[15:29:51] <urandom>	 marostegui: so does T350152 require that everything in rows A & B be renumbered?
[15:29:52] <stashbot>	 T350152: Automation to change a server's vlan - https://phabricator.wikimedia.org/T350152
[15:30:53] <marostegui>	 urandom: that's my understanding, but topranks probably knows better 
[15:31:17] <marostegui>	 You mean changing IPs right?
[15:31:23] <marostegui>	 If so, that's my understanding 
[15:32:48] <urandom>	 yeah
[15:33:36] <topranks>	 urandom: yeah unfortunately 
[15:34:01] <topranks>	 we are going to move the servers initially to the new network devices and leave them on the existing vlans, i.e. no renumbering 
[15:34:09] <topranks>	 so we can decom the old gear in good time
[15:34:41] <topranks>	 but ultimately we will need to renumber all the servers to move to move from rack to row availability model 
[15:34:58] <urandom>	 isn't that going to be really disruptive?
[15:35:35] <topranks>	 it is 
[15:35:58] <volans>	 in the end we'll need to do that for all the rows given we're moving from a row-level to a rack-level network
[15:36:14] <volans>	 but is not that disruptive with a bit of automation
[15:36:23] <volans>	 fqdns will stay the same
[15:36:35] <topranks>	 yeah - that task is one of the bits we are working on to make it easier 
[15:37:22] <urandom>	 volans: what do you mean fqdns will be the same, the records will be migrated won't they?

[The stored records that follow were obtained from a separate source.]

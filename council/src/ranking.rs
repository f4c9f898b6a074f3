//! Stage-2 contract parser.
//!
//! Judges must return exactly one critique line per labelled answer plus a
//! single `FINAL_RANKING:` line. Real models wrap lines, concatenate
//! critiques, pad with prose, and drop labels; the parser repairs what it
//! can, flags what it repaired, and marks the judgement *partial* when the
//! ranking cannot be trusted. It never reorders a ranking on its own.
//!
//! ```text
//! Response A: Strength: <s>; Flaw: <f>
//! Response B: Strength: <s>; Flaw: <f>
//! ...
//! FINAL_RANKING: Response B > Response A > ...
//! ```

use std::collections::BTreeMap;

use tracing::debug;

use crate::types::{Judgement, Label, LabelCritique, PartialReason};

/// Case-insensitive sentinel a judge writes when an answer gave it nothing
/// concrete to cite.
pub const PLACEHOLDER_SENTINEL: &str = "insufficient signal in text";

/// More than this fraction of placeholder critiques marks the judge partial.
const PLACEHOLDER_LIMIT: f64 = 0.25;

/// Minimum length for an identifier-like evidence token.
const MIN_TOKEN_LEN: usize = 4;

const FINAL_MARKER: &str = "final_ranking:";

/// Parser for one run's label set. Pure and non-blocking.
pub struct RankingParser {
    labels: Vec<Label>,
}

impl RankingParser {
    pub fn new(mut labels: Vec<Label>) -> Self {
        labels.sort();
        labels.dedup();
        Self { labels }
    }

    /// Parse one judge's raw output into a [`Judgement`].
    ///
    /// `answers` maps each label to its stage-1 text, for the evidence rule.
    pub fn parse(
        &self,
        model_id: &str,
        raw_text: &str,
        answers: &BTreeMap<Label, String>,
    ) -> Judgement {
        let n = self.labels.len();
        let trimmed = raw_text.trim();
        if trimmed.is_empty() || n == 0 {
            let mut judgement = Judgement::failed(model_id, PartialReason::EmptyText);
            judgement.raw_text = raw_text.to_string();
            return judgement;
        }

        let lines: Vec<&str> = trimmed
            .lines()
            .map(str::trim)
            .filter(|l| !l.is_empty())
            .collect();

        // First failure detected in algorithm order wins.
        let mut partial_reason: Option<PartialReason> = None;
        fn note(slot: &mut Option<PartialReason>, reason: PartialReason) {
            if slot.is_none() {
                *slot = Some(reason);
            }
        }

        // Line-count check: exactly one critique per label plus the ranking.
        let strict = lines.len() == n + 1
            && self
                .labels
                .iter()
                .zip(lines.iter())
                .all(|(label, line)| starts_with_label(line, *label))
            && lines[n].to_ascii_lowercase().starts_with(FINAL_MARKER);

        let (critique_lines, final_line, format_fix_used) = if strict {
            let critiques = self
                .labels
                .iter()
                .zip(lines.iter())
                .map(|(label, line)| (*label, normalize_ws(line)))
                .collect::<BTreeMap<_, _>>();
            (critiques, Some(normalize_ws(lines[n])), false)
        } else {
            let (critiques, final_line) = self.repair(&lines);
            (critiques, final_line, true)
        };

        if critique_lines.len() != n {
            debug!(
                model_id,
                recovered = critique_lines.len(),
                expected = n,
                "Judge critique block incomplete"
            );
            note(&mut partial_reason, PartialReason::LineCount);
        }

        // Per-label critiques, placeholder detection, evidence rule.
        let mut per_label_critiques = BTreeMap::new();
        let mut placeholders = 0usize;
        for label in &self.labels {
            let critique = match critique_lines.get(label) {
                Some(line) => {
                    let body = strip_label_prefix(line, *label);
                    if body.to_ascii_lowercase().contains(PLACEHOLDER_SENTINEL) {
                        placeholders += 1;
                    }
                    let (strength, flaw) = split_strength_flaw(&body);
                    let evidence_tokens = match answers.get(label) {
                        Some(answer) => verified_tokens(&body, answer),
                        None => Vec::new(),
                    };
                    LabelCritique {
                        strength,
                        flaw,
                        evidence_tokens,
                    }
                }
                None => LabelCritique::default(),
            };
            per_label_critiques.insert(*label, critique);
        }

        if placeholders as f64 / n as f64 > PLACEHOLDER_LIMIT {
            note(&mut partial_reason, PartialReason::Placeholder);
        }

        // FINAL_RANKING parse, with one coercion pass.
        let mut coerced = false;
        let parsed_ranking = match &final_line {
            None => {
                note(&mut partial_reason, PartialReason::RankingInvalid);
                Vec::new()
            }
            Some(line) => {
                let chain = line
                    .to_ascii_lowercase()
                    .rfind(FINAL_MARKER)
                    .map(|pos| line[pos + FINAL_MARKER.len()..].to_string())
                    .unwrap_or_else(|| line.clone());

                if chain.contains('=') {
                    // Ties are not part of the contract; refusing to impose
                    // an order keeps the parser from ever reordering.
                    note(&mut partial_reason, PartialReason::RankingInvalid);
                    Vec::new()
                } else {
                    let extracted = extract_label_chain(&chain);
                    let known: Vec<Label> = extracted
                        .iter()
                        .copied()
                        .filter(|l| self.labels.contains(l))
                        .collect();
                    let is_permutation =
                        known.len() == extracted.len() && known.len() == n;

                    if is_permutation {
                        known
                    } else if known.is_empty() {
                        note(&mut partial_reason, PartialReason::RankingInvalid);
                        Vec::new()
                    } else {
                        let mut completed = known;
                        for label in &self.labels {
                            if !completed.contains(label) {
                                completed.push(*label);
                            }
                        }
                        coerced = true;
                        completed
                    }
                }
            }
        };

        let ranking_text = self.render_block(&critique_lines, &final_line, &parsed_ranking, coerced);

        Judgement {
            model_id: model_id.to_string(),
            raw_text: raw_text.to_string(),
            ranking_text,
            parsed_ranking,
            per_label_critiques,
            partial: partial_reason.is_some(),
            partial_reason,
            format_fix_used,
            coerced,
            adjudicator: false,
        }
    }

    /// Format fix: recover critique segments and the ranking line from text
    /// whose line structure is broken (wrapped critiques, everything on one
    /// line, surrounding prose).
    fn repair(&self, lines: &[&str]) -> (BTreeMap<Label, String>, Option<String>) {
        let flat = lines.join("\n");
        let lower = flat.to_ascii_lowercase();

        let mut markers: Vec<(usize, Label)> = Vec::new();
        for (pos, _) in lower.match_indices("response ") {
            let rest = &lower[pos + "response ".len()..];
            let Some(c) = rest.chars().next() else { continue };
            let Some(label) = Label::from_letter(c) else { continue };
            if self.labels.contains(&label) && rest[c.len_utf8()..].starts_with(':') {
                markers.push((pos, label));
            }
        }

        let final_pos = lower.rfind(FINAL_MARKER);

        let mut boundaries: Vec<usize> = markers.iter().map(|(p, _)| *p).collect();
        if let Some(p) = final_pos {
            boundaries.push(p);
        }
        boundaries.push(flat.len());
        boundaries.sort_unstable();

        let mut critiques = BTreeMap::new();
        for (pos, label) in &markers {
            if critiques.contains_key(label) {
                continue;
            }
            let end = boundaries
                .iter()
                .copied()
                .find(|b| *b > *pos)
                .unwrap_or(flat.len());
            critiques.insert(*label, normalize_ws(&flat[*pos..end]));
        }

        // The ranking is the remainder of its own physical line; anything on
        // later lines is trailing prose and dropped.
        let final_line = final_pos.map(|pos| {
            let end = flat[pos..]
                .find('\n')
                .map(|off| pos + off)
                .unwrap_or(flat.len());
            normalize_ws(&flat[pos..end])
        });

        (critiques, final_line)
    }

    /// Rebuild the canonical block: recovered critique lines in label order,
    /// then the ranking line (rewritten only when the ranking was coerced).
    fn render_block(
        &self,
        critiques: &BTreeMap<Label, String>,
        final_line: &Option<String>,
        parsed_ranking: &[Label],
        coerced: bool,
    ) -> String {
        let mut out: Vec<String> = self
            .labels
            .iter()
            .filter_map(|label| critiques.get(label).cloned())
            .collect();

        if coerced && !parsed_ranking.is_empty() {
            let chain = parsed_ranking
                .iter()
                .map(Label::display_name)
                .collect::<Vec<_>>()
                .join(" > ");
            out.push(format!("FINAL_RANKING: {chain}"));
        } else if let Some(line) = final_line {
            out.push(line.clone());
        }

        out.join("\n")
    }
}

fn starts_with_label(line: &str, label: Label) -> bool {
    line.to_ascii_lowercase()
        .starts_with(&format!("response {}:", label.letter().to_ascii_lowercase()))
}

fn strip_label_prefix(line: &str, label: Label) -> String {
    let prefix = format!("response {}:", label.letter().to_ascii_lowercase());
    if line.to_ascii_lowercase().starts_with(&prefix) {
        line[prefix.len()..].trim().to_string()
    } else {
        line.trim().to_string()
    }
}

/// Pull `Strength:` and `Flaw:` substrings out of a critique body. Either
/// may be missing, in which case it is recorded as empty.
fn split_strength_flaw(body: &str) -> (String, String) {
    let lower = body.to_ascii_lowercase();
    let strength_pos = lower.find("strength:");
    let flaw_pos = lower.rfind("flaw:");

    let strength = match (strength_pos, flaw_pos) {
        (Some(s), Some(f)) if f > s => body[s + "strength:".len()..f].trim(),
        (Some(s), _) => body[s + "strength:".len()..].trim(),
        (None, _) => "",
    };
    let flaw = match flaw_pos {
        Some(f) => body[f + "flaw:".len()..].trim(),
        None => "",
    };

    (
        strength.trim_end_matches(';').trim().to_string(),
        flaw.trim_end_matches(';').trim().to_string(),
    )
}

/// Collapse all whitespace runs to single spaces.
fn normalize_ws(text: &str) -> String {
    text.split_whitespace().collect::<Vec<_>>().join(" ")
}

/// Evidence tokenizer: backtick spans, double-quoted spans, and
/// identifier-like tokens of length >= 4, in order of appearance.
fn extract_evidence_tokens(text: &str) -> Vec<String> {
    let mut tokens: Vec<String> = Vec::new();
    let mut push = |token: &str| {
        let token = normalize_ws(token);
        if !token.is_empty() && !tokens.contains(&token) {
            tokens.push(token);
        }
    };

    for delimiter in ['`', '"'] {
        let mut rest = text;
        while let Some(open) = rest.find(delimiter) {
            let after = &rest[open + 1..];
            match after.find(delimiter) {
                Some(close) => {
                    push(&after[..close]);
                    rest = &after[close + 1..];
                }
                None => break,
            }
        }
    }

    let mut current = String::new();
    for c in text.chars() {
        if c.is_ascii_alphanumeric() || c == '_' {
            current.push(c);
        } else {
            if identifier_like(&current) {
                push(&current);
            }
            current.clear();
        }
    }
    if identifier_like(&current) {
        push(&current);
    }

    tokens
}

fn identifier_like(token: &str) -> bool {
    token.len() >= MIN_TOKEN_LEN
        && token
            .chars()
            .next()
            .map(|c| c.is_ascii_alphabetic() || c == '_')
            .unwrap_or(false)
}

/// Tokens from `critique` that actually occur in `answer` (case-sensitive,
/// after whitespace normalization). Empty means the critique fails the
/// evidence rule.
fn verified_tokens(critique: &str, answer: &str) -> Vec<String> {
    let haystack = normalize_ws(answer);
    extract_evidence_tokens(critique)
        .into_iter()
        .filter(|token| haystack.contains(token.as_str()))
        .collect()
}

/// Ordered, de-duplicated labels mentioned as `Response X` in a ranking
/// chain. Unknown letters are kept so the caller can tell a clean
/// permutation from one that needs coercion.
pub(crate) fn extract_label_chain(chain: &str) -> Vec<Label> {
    let lower = chain.to_ascii_lowercase();
    let bytes = lower.as_bytes();
    let mut out: Vec<Label> = Vec::new();

    for (pos, _) in lower.match_indices("response") {
        if pos > 0 && (bytes[pos - 1].is_ascii_alphanumeric() || bytes[pos - 1] == b'_') {
            continue;
        }
        let rest = &lower[pos + "response".len()..];
        if !rest.starts_with(|c: char| c.is_whitespace()) {
            continue;
        }
        let rest = rest.trim_start();
        let Some(c) = rest.chars().next() else { continue };
        if !c.is_ascii_alphabetic() {
            continue;
        }
        // Single-letter word: "response ab" is not a label mention.
        if rest[c.len_utf8()..]
            .chars()
            .next()
            .map(|next| next.is_ascii_alphanumeric() || next == '_')
            .unwrap_or(false)
        {
            continue;
        }
        if let Some(label) = Label::from_letter(c) {
            if !out.contains(&label) {
                out.push(label);
            }
        }
    }

    out
}
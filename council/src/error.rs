//! Error taxonomy for the deliberation pipeline.
//!
//! Two tiers: [`PipelineError`] is fatal and surfaces at the boundary before
//! any stage runs; [`TraceError`] is a recorded degradation that the run
//! survives and carries in its decision trace.

use serde::{Deserialize, Serialize};
use thiserror::Error;

/// Classified error kinds, as recorded in the decision trace.
#[derive(Debug, Clone, Copy, PartialEq, Eq, Hash, Serialize, Deserialize)]
#[serde(rename_all = "snake_case")]
pub enum ErrorKind {
    ConfigMissing,
    PromptTooLarge,
    ModelTransient,
    ModelPermanent,
    ModelTimeout,
    ParseFailure,
    ConsensusUndefined,
    StoreFailure,
    ClientDisconnected,
}

impl std::fmt::Display for ErrorKind {
    fn fmt(&self, f: &mut std::fmt::Formatter<'_>) -> std::fmt::Result {
        match self {
            Self::ConfigMissing => write!(f, "config_missing"),
            Self::PromptTooLarge => write!(f, "prompt_too_large"),
            Self::ModelTransient => write!(f, "model_transient"),
            Self::ModelPermanent => write!(f, "model_permanent"),
            Self::ModelTimeout => write!(f, "model_timeout"),
            Self::ParseFailure => write!(f, "parse_failure"),
            Self::ConsensusUndefined => write!(f, "consensus_undefined"),
            Self::StoreFailure => write!(f, "store_failure"),
            Self::ClientDisconnected => write!(f, "client_disconnected"),
        }
    }
}

/// A recorded degradation: which stage, which model (if any), what happened.
///
/// These accumulate in `DecisionTrace.errors` and never abort the run.
#[derive(Debug, Clone, Serialize, Deserialize)]
pub struct TraceError {
    /// Pipeline phase the error belongs to ("stage1", "stage2", "stage3",
    /// "adjudication", "title", "store").
    pub stage: String,
    #[serde(skip_serializing_if = "Option::is_none")]
    pub model_id: Option<String>,
    pub kind: ErrorKind,
    pub message: String,
}

impl TraceError {
    pub fn new(stage: &str, kind: ErrorKind, message: impl Into<String>) -> Self {
        Self {
            stage: stage.to_string(),
            model_id: None,
            kind,
            message: message.into(),
        }
    }

    pub fn for_model(
        stage: &str,
        model_id: &str,
        kind: ErrorKind,
        message: impl Into<String>,
    ) -> Self {
        Self {
            stage: stage.to_string(),
            model_id: Some(model_id.to_string()),
            kind,
            message: message.into(),
        }
    }
}

/// Fatal, boundary-only errors. Nothing downstream of these runs.
#[derive(Debug, Error)]
pub enum PipelineError {
    #[error("missing configuration: {0}")]
    ConfigMissing(String),

    #[error("prompt too large: {actual} bytes exceeds the {limit}-byte limit")]
    PromptTooLarge { actual: usize, limit: usize },

    #[error("prompt must not be empty")]
    EmptyPrompt,

    #[error("too many council answers: {0} exceeds the single-letter label alphabet (max 26)")]
    TooManyAnswers(usize),

    #[error("conversation store failure: {0}")]
    Store(String),
}

impl PipelineError {
    /// The trace-level kind this fatal error maps to.
    pub fn kind(&self) -> ErrorKind {
        match self {
            Self::ConfigMissing(_) => ErrorKind::ConfigMissing,
            Self::PromptTooLarge { .. } | Self::EmptyPrompt => ErrorKind::PromptTooLarge,
            Self::TooManyAnswers(_) => ErrorKind::ConfigMissing,
            Self::Store(_) => ErrorKind::StoreFailure,
        }
    }
}

/// Result type for boundary operations.
pub type PipelineResult<T> = Result<T, PipelineError>;

#[cfg(test)]
mod tests {
    use super::*;

    #[test]
    fn test_error_kind_serde() {
        let json = serde_json::to_string(&ErrorKind::ModelTimeout).unwrap();
        assert_eq!(json, "\"model_timeout\"");
        let parsed: ErrorKind = serde_json::from_str(&json).unwrap();
        assert_eq!(parsed, ErrorKind::ModelTimeout);
    }

    #[test]
    fn test_trace_error_model_field_elided() {
        let err = TraceError::new("stage2", ErrorKind::ParseFailure, "bad block");
        let json = serde_json::to_string(&err).unwrap();
        assert!(!json.contains("model_id"));

        let err = TraceError::for_model("stage1", "m-1", ErrorKind::ModelTransient, "502");
        let json = serde_json::to_string(&err).unwrap();
        assert!(json.contains("\"model_id\":\"m-1\""));
    }

    #[test]
    fn test_prompt_too_large_display() {
        let err = PipelineError::PromptTooLarge {
            actual: 100,
            limit: 50,
        };
        assert!(err.to_string().contains("100 bytes"));
        assert_eq!(err.kind(), ErrorKind::PromptTooLarge);
    }
}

[15:37:39] <topranks>	 The hostnames won't change, but what they point to will 
[15:37:43] <urandom>	 right
[15:37:58] <topranks>	 so if something is configured to talk to "server1234.codfw.wmnet" that will work the same 
[15:38:00] <volans>	 yeah I meant that hostnames and FQDNs will not change :D
[15:39:29] <Emperor>	 I'm in the market for reviews of https://gerrit.wikimedia.org/r/c/operations/puppet/+/989529 and https://gerrit.wikimedia.org/r/c/labs/private/+/989531 to make a new swift user if someone would like to 👀 please?
[15:39:31] <topranks>	 ultimately it gets us to a more stable, scalable and simpler network
[15:39:31] <urandom>	 we'll have to test Cassandra, back-in-the-day, it used the IP address as the canonical way of identifying a node
[15:39:52] <Emperor>	 swift rings are IP-based, too.
[15:40:29] <topranks>	 urandom: I actually need to catch up with you on the requirements for Cassandra instances in general - relating to T346428
[15:40:29] <urandom>	 that has supposed to have been fixed, but there were a *lot* of things that made assumptions there, and I'm not at all confident it's been tested well (since it's just not something people would change often)
[15:40:29] <stashbot>	 T346428: Netbox: Add support for our complex host network setups in provision script - https://phabricator.wikimedia.org/T346428
[15:41:32] <topranks>	 urandom, Emerpor: thanks for the info on those
[15:41:43] <Emperor>	 and the swift zones (that ensure replication &c don't end up in the same rack) likewise
[15:41:46] <topranks>	 we did expect that some things will require additional work aside from the raw IP changes, so we need to step cautiously 
[15:41:50] <urandom>	 of course, I can imagine that depending on the timing of automation, and the length of ttls, this could result in a partition even if it otherwise "works"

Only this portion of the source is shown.